Les étudiants, les enseignants, les médecins et les familles sont invités à participer. L’objectif, insiste sur le fait, est de faire pression pour des améliorations systémiques dans les deux secteurs les plus essentiels au développement national.

«Il s’agit d’un mouvement pacifique dirigé par des citoyens», indique le communiqué, ajoutant que la non-violence, le respect de l’ordre public et la gracieuseté des forces de l’ordre sont des conditions de participation strictes.

Les manifestants sont encouragés à documenter les démonstrations à travers des photos et des vidéos, en amplifiant l’appel à la réforme en ligne.

Règles d’engagement

Pour souligner la gravité de leurs demandes, la voix des jeunes marocains a publié un code de conduite clair:

  • Protestation pacifique seulement, avec une tolérance zéro pour la violence ou le vandalisme.
  • Respect des citoyens et des autorités, en mettant l’accent sur la civilité.
  • Aucun dommage à la propriété publique ou privée, et aucun objet dangereux ne permettait.
  • Adhésion stricte aux horaires, assurant la discipline et la coordination.
  • Collaboration avec des bénévoles et des organisateurs, ce qui en fait un effort collectif.

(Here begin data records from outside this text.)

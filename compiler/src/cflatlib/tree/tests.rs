use super::super::ast::{ExpressionType, ReturnType, SyntaxTreeNode, ROOT_NODE_NAME};
use super::super::tokenise::tokenise;
use super::super::types::{CompileError, CompilerOptions};
use super::{as_tree_node, build_tree};

fn build(source: &str) -> Result<SyntaxTreeNode, CompileError> {
    let lines = tokenise(source, &CompilerOptions::default())?;
    build_tree(&lines)
}

fn root(source: &str) -> SyntaxTreeNode {
    match build(source) {
        Ok(tree) => tree,
        Err(e) => panic!("failed to build a tree for {source:?}: {e}"),
    }
}

/// The one-line form of each top-level statement.
fn statements(source: &str) -> Vec<String> {
    root(source)
        .statements
        .iter()
        .map(|s| s.expression().to_string())
        .collect()
}

fn single(source: &str) -> String {
    match statements(source).as_slice() {
        [only] => only.clone(),
        other => panic!("expected one statement from {source:?}, got {other:?}"),
    }
}

#[test]
fn test_root_node() {
    let tree = root("x = 1;");
    assert_eq!(tree.expression_type, ExpressionType::FunctionDef);
    assert!(tree.is_named(ROOT_NODE_NAME));
    assert_eq!(tree.return_type, Some(ReturnType::Nothing));
    assert_eq!(statements("x = 1;"), vec!["=(x, 1)"]);
}

#[test]
fn test_empty_program() {
    assert!(root("").statements.is_empty());
}

#[test]
fn test_function_definition() {
    let tree = root("int add(int a, float *b) { return a + b; }");
    let function = &tree.statements[0];
    assert_eq!(function.expression_type, ExpressionType::FunctionDef);
    assert!(function.is_named("add"));
    assert_eq!(function.return_type, Some(ReturnType::Int));
    let arguments: Vec<(&str, Option<ReturnType>, u32)> = function
        .arguments
        .iter()
        .map(|a| (a.name.as_deref().unwrap_or(""), a.return_type, a.pointer_depth))
        .collect();
    assert_eq!(
        arguments,
        vec![
            ("a", Some(ReturnType::Int), 0),
            ("b", Some(ReturnType::Float), 1),
        ]
    );
    assert!(function
        .arguments
        .iter()
        .all(|a| a.expression_type == ExpressionType::FunctionArgumentDef));
    let body: Vec<String> = function
        .statements
        .iter()
        .map(|s| s.expression().to_string())
        .collect();
    assert_eq!(body, vec!["return(+(a, b))"]);
}

#[test]
fn test_function_without_arguments() {
    for source in ["void f(void) { }", "inline void f() { }"] {
        let tree = root(source);
        let function = &tree.statements[0];
        assert_eq!(function.return_type, Some(ReturnType::Nothing));
        assert!(function.arguments.is_empty(), "{source}");
    }
}

#[test]
fn test_function_with_unsupported_return_type() {
    assert!(matches!(
        build("char f() { }"),
        Err(CompileError::Syntax { line: 1, .. })
    ));
    assert!(matches!(
        build("int f(int) { }"),
        Err(CompileError::Syntax { .. })
    ));
}

#[test]
fn test_calls() {
    assert_eq!(single("print(\"hi\", 1 + 2);"), "print(\"hi\", +(1, 2))");
    assert_eq!(single("tick();"), "tick()");
    assert_eq!(single("f(g(1), 2);"), "f(g(1), 2)");
    assert!(matches!(build("f(1,,2);"), Err(CompileError::Syntax { .. })));
}

#[test]
fn test_declarations() {
    assert_eq!(single("int x;"), "#_declarevar(\"x\", \"int\")");
    assert_eq!(single("const int k = 2 * 3;"), "#_assignvar(\"k\", \"int\", *(2, 3))");
    assert_eq!(single("struct Point p;"), "#_declarevar(\"p\", \"struct Point\")");
    let tree = root("float **p = 1.5;");
    let declaration = &tree.statements[0];
    assert_eq!(
        declaration.expression().to_string(),
        "#_assignvar(\"p\", \"float\", 1.5)"
    );
    assert_eq!(declaration.expression_type, ExpressionType::FunctionCall);
    assert_eq!(declaration.pointer_depth, 2);
    assert_eq!(
        root("int x;").statements[0].expression_type,
        ExpressionType::InternalCall
    );
}

#[test]
fn test_bad_declarations() {
    assert!(matches!(build("int 3;"), Err(CompileError::Syntax { .. })));
    assert!(matches!(build("int x 3;"), Err(CompileError::Syntax { .. })));
    assert!(matches!(build("int x =;"), Err(CompileError::Syntax { .. })));
}

#[test]
fn test_for_loops() {
    let expected = "for(=(i, 0), <(i, 10), =(i, +(i, 1)))";
    assert_eq!(single("for (i = 0; i < 10; i = i + 1) { x = x + i; }"), expected);
    assert_eq!(single("for (i = 0, i < 10, i = i + 1) { }"), expected);
    assert_eq!(single("for (;;) { }"), "for(#_nop(), #_nop(), #_nop())");
    assert_eq!(
        root("for (;;) { x = 1; }").statements[0].statements.len(),
        1
    );
    assert!(matches!(build("for (a; b) { }"), Err(CompileError::Syntax { .. })));
    assert!(matches!(build("for (a) { }"), Err(CompileError::Syntax { .. })));
}

#[test]
fn test_control_transfer() {
    assert_eq!(
        statements("return; return x * 2; break; continue; goto end; comefrom top;"),
        vec![
            "return()",
            "return(*(x, 2))",
            "break()",
            "continue()",
            "goto(\"end\")",
            "comefrom(\"top\")",
        ]
    );
    assert!(matches!(build("break 2;"), Err(CompileError::Syntax { .. })));
    assert!(matches!(build("goto;"), Err(CompileError::Syntax { .. })));
}

#[test]
fn test_code_block_keyword_misuse() {
    assert!(matches!(build("if x;"), Err(CompileError::Syntax { .. })));
    assert!(matches!(build("y = while;"), Err(CompileError::Syntax { .. })));
}

#[test]
fn test_nesting() {
    let tree = root("void main() {\n  if (x) {\n    y = 1;\n  }\n  z = 2;\n}\n");
    assert_eq!(tree.statements.len(), 1);
    let main = &tree.statements[0];
    let body: Vec<String> = main
        .statements
        .iter()
        .map(|s| s.expression().to_string())
        .collect();
    assert_eq!(body, vec!["if(x)", "=(z, 2)"]);
    assert_eq!(main.statements[0].statements.len(), 1);
    assert_eq!(main.statements[0].statements[0].line_number, 3);
    assert_eq!(main.statements[1].line_number, 5);
}

#[test]
fn test_bare_block_has_no_owner() {
    let tree = root("x = 1; { y = 2; }");
    assert_eq!(statements("x = 1; { y = 2; }"), vec!["=(x, 1)", "=(y, 2)"]);
    assert!(tree.statements[0].statements.is_empty());
}

#[test]
fn test_if_else_merge() {
    let tree = root("if (a) { b = 1; } else { b = 2; b = 3; }\nc = 4;");
    assert_eq!(tree.statements.len(), 2);
    let merged = &tree.statements[0];
    assert_eq!(merged.expression().to_string(), "ifelse(a)");
    let branches: Vec<(String, usize)> = merged
        .statements
        .iter()
        .map(|s| (s.expression().to_string(), s.statements.len()))
        .collect();
    assert_eq!(
        branches,
        vec![("#_then()".to_string(), 1), ("#_else()".to_string(), 2)]
    );
    assert!(merged
        .statements
        .iter()
        .all(|s| s.expression_type == ExpressionType::InternalCall));
    assert_eq!(tree.statements[1].line_number, 2);
}

#[test]
fn test_nested_if_else_merge() {
    let tree = root("if (a) { if (b) { x = 1; } else { x = 2; } } else { x = 3; }");
    let outer = &tree.statements[0];
    assert!(outer.is_named("ifelse"));
    let then_part = &outer.statements[0];
    assert_eq!(then_part.statements.len(), 1);
    assert!(then_part.statements[0].is_named("ifelse"));
}

#[test]
fn test_if_without_else_is_unchanged() {
    assert_eq!(statements("if (a) { b = 1; } c = 2;"), vec!["if(a)", "=(c, 2)"]);
}

#[test]
fn test_else_without_if() {
    assert!(matches!(
        build("x = 1;\nelse { y = 2; }"),
        Err(CompileError::Syntax { line: 2, .. })
    ));
}

#[test]
fn test_single_token_statement() {
    let tree = as_tree_node(7, &["0x20".to_string()]).expect("valid");
    assert_eq!(tree.expression_type, ExpressionType::LiteralLeaf);
    assert_eq!(tree.line_number, 7);
    assert_eq!(tree.expression().to_string(), "32");
}

#[test]
fn test_empty_statement_is_internal_error() {
    assert!(matches!(
        as_tree_node(1, &[]),
        Err(CompileError::Internal { .. })
    ));
}

#[test]
fn test_braceless_bodies_are_rejected() {
    for source in ["if (x) y = 1;", "while (n > 0) n = n - 1;", "if (x)\n    f(y);"] {
        assert!(
            matches!(build(source), Err(CompileError::Syntax { line: 1, .. })),
            "{source:?} should be a syntax error"
        );
    }
}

Une génération qui refuse la complaisance

Pour les jeunes du Maroc, ces manifestations représentent plus qu’une manifestation ponctuelle. Ils symbolisent une génération qui refuse de rester passive tandis que les salles de classe débordent, que les hôpitaux vacillent et que d’autres services publics s’effondrent sous des années de négligence au sein d’un système malade.

La décision de rallier souligne la conscience plus large que sans éducation de qualité, soins de santé accessibles et réformes urgentes à travers les infrastructures défaillantes du pays, la promesse des risques futurs du Maroc.

En descendant dans la rue, les jeunes Marocains montrent qu’ils ne sont pas simplement des observateurs de déclin, mais ont déterminé les acteurs exigeant la responsabilité et la dignité. Contrairement au récit commun qui rejette les jeunes comme apathiques ou désengagés, ce mouvement prouve qu’ils peuvent prendre les choses au sérieux et se battre pour leur avenir.